> **Work instructions**:
Lines with the word "cause" in them are the ones to copy from the records.

↓

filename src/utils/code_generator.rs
use rand::Rng;

const REFERRAL_ALPHABET: &[u8] = b"ABCDEFGHIJKLMNOPQRSTUVWXYZ0123456789";

/// Referral code: "CB" + user id + 6 random uppercase alphanumerics.
/// The user id prefix keeps codes unique across users.
pub fn generate_referral_code(user_id: i64) -> String {
    let mut rng = rand::thread_rng();
    let suffix: String = (0..6)
        .map(|_| REFERRAL_ALPHABET[rng.gen_range(0..REFERRAL_ALPHABET.len())] as char)
        .collect();
    format!("CB{user_id}{suffix}")
}

#[cfg(test)]
mod tests {
    use super::*;

    #[test]
    fn test_generate_referral_code_shape() {
        let code = generate_referral_code(123);
        assert!(code.starts_with("CB123"));
        assert_eq!(code.len(), "CB123".len() + 6);
        assert!(
            code["CB123".len()..]
                .chars()
                .all(|c| c.is_ascii_uppercase() || c.is_ascii_digit())
        );
    }

    #[test]
    fn test_codes_for_different_users_differ() {
        assert_ne!(generate_referral_code(1), generate_referral_code(2));
    }
}
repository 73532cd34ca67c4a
pub mod config;
pub mod database;
pub mod entities;
pub mod error;
pub mod external;
pub mod handlers;
pub mod middlewares;
pub mod models;
pub mod services;
pub mod swagger;
pub mod utils;

pub use config::Config;
pub use error::{AppError, AppResult};
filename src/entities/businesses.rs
use chrono::{DateTime, Utc};
use sea_orm::entity::prelude::*;

#[derive(Clone, Debug, PartialEq, DeriveEntityModel, Eq)]
#[sea_orm(table_name = "businesses")]
pub struct Model {
    #[sea_orm(primary_key)]
    pub id: i64,
    /// Owning user (role business)
    #[sea_orm(unique)]
    pub user_id: i64,
    pub business_name: String,
    pub business_email: Option<String>,
    pub business_phone: Option<String>,
    pub business_logo: Option<String>,
    pub business_description: Option<String>,
    /// Task funding balance, separate from the owner's personal wallet
    pub wallet_balance: i64,
    pub is_verified: bool,
    pub is_active: bool,
    pub created_at: DateTime<Utc>,
    pub updated_at: DateTime<Utc>,
}

#[derive(Copy, Clone, Debug, EnumIter, DeriveRelation)]
pub enum Relation {}

impl ActiveModelBehavior for ActiveModel {}
impl WithdrawalService {
    pub fn new(pool: DbPool, wallet_service: WalletService, mpesa: MpesaService) -> Self {
        Self {
            pool,
            wallet_service,
            mpesa,
        }
    }

    /// Records a pending request. The balance is only touched on approval.
    pub async fn request_withdrawal(
        &self,
        user_id: i64,
        req: WithdrawRequest,
    ) -> AppResult<WithdrawalResponse> {
        req.validate()?;
        let phone = kenyan_payout_phone(&req.phone_number)?;

        let user = users::Entity::find_by_id(user_id)
            .one(&*self.pool)
            .await?
            .ok_or_else(|| AppError::NotFound("User not found".to_string()))?;
        let wallet = self.wallet_service.get_or_create_wallet(user_id).await?;
        let policy = VipService::find_level_with(&*self.pool, user.vip_level)
            .await?
            .map(|tier| WithdrawalPolicy {
                min_amount: tier.withdrawal_min_amount,
                cooldown_days: i64::from(tier.withdrawal_cooldown),
            })
            .unwrap_or_default();

        check_withdrawal(
            wallet.balance,
            req.amount,
            policy,
            wallet.last_withdrawal_date,
            Utc::now(),
        )?;

        let created = withdrawals::ActiveModel {
            user_id: Set(user_id),
            amount: Set(req.amount),
            phone_number: Set(phone),
            status: Set(WithdrawalStatus::Pending),
            ..Default::default()
        }
        .insert(&*self.pool)
        .await?;

        log::info!(
            "Withdrawal {} requested: user={user_id}, amount={}",
            created.id,
            req.amount
        );
        Ok(created.into())
    }

    pub async fn list_for_user(&self, user_id: i64) -> AppResult<Vec<WithdrawalResponse>> {
        let rows = withdrawals::Entity::find()
            .filter(withdrawals::Column::UserId.eq(user_id))
            .order_by_desc(withdrawals::Column::CreatedAt)
            .all(&*self.pool)
            .await?;
        Ok(rows.into_iter().map(Into::into).collect())
    }

    pub async fn list_pending(&self) -> AppResult<Vec<WithdrawalResponse>> {
        let rows = withdrawals::Entity::find()
            .filter(withdrawals::Column::Status.eq(WithdrawalStatus::Pending))
            .order_by_asc(withdrawals::Column::CreatedAt)
            .all(&*self.pool)
            .await?;
        Ok(rows.into_iter().map(Into::into).collect())
    }

    async fn lock_pending<C: ConnectionTrait>(
        conn: &C,
        withdrawal_id: i64,
    ) -> AppResult<withdrawals::Model> {
        let withdrawal = withdrawals::Entity::find_by_id(withdrawal_id)
            .lock_exclusive()
            .one(conn)
            .await?
            .ok_or_else(|| AppError::NotFound("Withdrawal not found".to_string()))?;
        if withdrawal.status != WithdrawalStatus::Pending {
            return Err(AppError::ValidationError(
                "Withdrawal is not pending".to_string(),
            ));
        }
        Ok(withdrawal)
    }

    /// pending -> processing -> debit -> payout -> completed, all in one
    /// transaction. A payout failure rolls everything back and leaves the
    /// withdrawal `failed`.
    pub async fn approve_withdrawal(
        &self,
        admin_id: i64,
        withdrawal_id: i64,
    ) -> AppResult<WithdrawalResponse> {
        let txn = self.pool.begin().await?;
        let withdrawal = Self::lock_pending(&txn, withdrawal_id).await?;

        let now = Utc::now();
        let mut am = withdrawal.into_active_model();
        am.status = Set(WithdrawalStatus::Processing);
        am.approved_by = Set(Some(admin_id));
        am.approved_at = Set(Some(now));
        am.updated_at = Set(now);
        let processing = am.update(&txn).await?;

        WalletService::debit_with(
            &txn,
            &LedgerEntry::new(
                processing.user_id,
                processing.amount,
                TransactionType::Withdrawal,
                format!("M-Pesa withdrawal to {}", processing.phone_number),
                Some(LedgerReference::new("withdrawal", withdrawal_id)),
            ),
        )
        .await?;

        let reference = match self
            .mpesa
            .disburse(&processing.phone_number, processing.amount, withdrawal_id)
            .await
        {
            Ok(reference) => reference,
            Err(e) => {
                txn.rollback().await?;
                self.mark_failed(withdrawal_id, admin_id, &e).await?;
                return Err(e);
            }
        };

        let user_id = processing.user_id;
        let amount = processing.amount;
        let completed_at = Utc::now();
        let mut am = processing.into_active_model();
        am.status = Set(WithdrawalStatus::Completed);
        am.transfer_reference = Set(Some(reference.clone()));
        am.completed_at = Set(Some(completed_at));
        am.updated_at = Set(completed_at);
        let completed = am.update(&txn).await?;

        NotificationService::notify_with(
            &txn,
            user_id,
            NotificationType::WithdrawalProcessed,
            "Withdrawal completed",
            format!("{amount} Ksh has been sent to your M-Pesa. Reference: {reference}"),
            Some("/wallet"),
        )
        .await?;
        txn.commit().await?;

        log::info!(
            "Withdrawal {withdrawal_id} completed by admin {admin_id}: amount={amount}, reference={reference}"
        );
        Ok(completed.into())
    }

    async fn mark_failed(&self, withdrawal_id: i64, admin_id: i64, cause: &AppError) -> AppResult<()> {
        let withdrawal = withdrawals::Entity::find_by_id(withdrawal_id)
            .one(&*self.pool)
            .await?
            .ok_or_else(|| AppError::NotFound("Withdrawal not found".to_string()))?;
        let now = Utc::now();
        let mut am = withdrawal.into_active_model();
        am.status = Set(WithdrawalStatus::Failed);
        am.approved_by = Set(Some(admin_id));
        am.approved_at = Set(Some(now));
        am.admin_notes = Set(Some(cause.to_string()));
        am.updated_at = Set(now);
        am.update(&*self.pool).await?;

        log::warn!("Withdrawal {withdrawal_id} failed at the payment rail: {cause}");
        Ok(())
    }

    pub async fn reject_withdrawal(
        &self,
        admin_id: i64,
        withdrawal_id: i64,
        reason: String,
    ) -> AppResult<WithdrawalResponse> {
        if reason.trim().is_empty() {
            return Err(AppError::ValidationError("Reason is required".to_string()));
        }
        let txn = self.pool.begin().await?;
        let withdrawal = Self::lock_pending(&txn, withdrawal_id).await?;

        let user_id = withdrawal.user_id;
        let amount = withdrawal.amount;
        let now = Utc::now();
        let mut am = withdrawal.into_active_model();
        am.status = Set(WithdrawalStatus::Rejected);
        am.approved_by = Set(Some(admin_id));
        am.rejected_reason = Set(Some(reason.clone()));
        am.updated_at = Set(now);
        let rejected = am.update(&txn).await?;

        NotificationService::notify_with(
            &txn,
            user_id,
            NotificationType::WithdrawalProcessed,
            "Withdrawal rejected",
            format!("Your withdrawal of {amount} Ksh was rejected: {reason}"),
            Some("/wallet"),
        )
        .await?;
        txn.commit().await?;

        log::info!("Withdrawal {withdrawal_id} rejected by admin {admin_id}");
        Ok(rejected.into())
    }
}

↑

> **Solution to this task**:
    async fn mark_failed(&self, withdrawal_id: i64, admin_id: i64, cause: &AppError) -> AppResult<()> {
        am.admin_notes = Set(Some(cause.to_string()));
        log::warn!("Withdrawal {withdrawal_id} failed at the payment rail: {cause}");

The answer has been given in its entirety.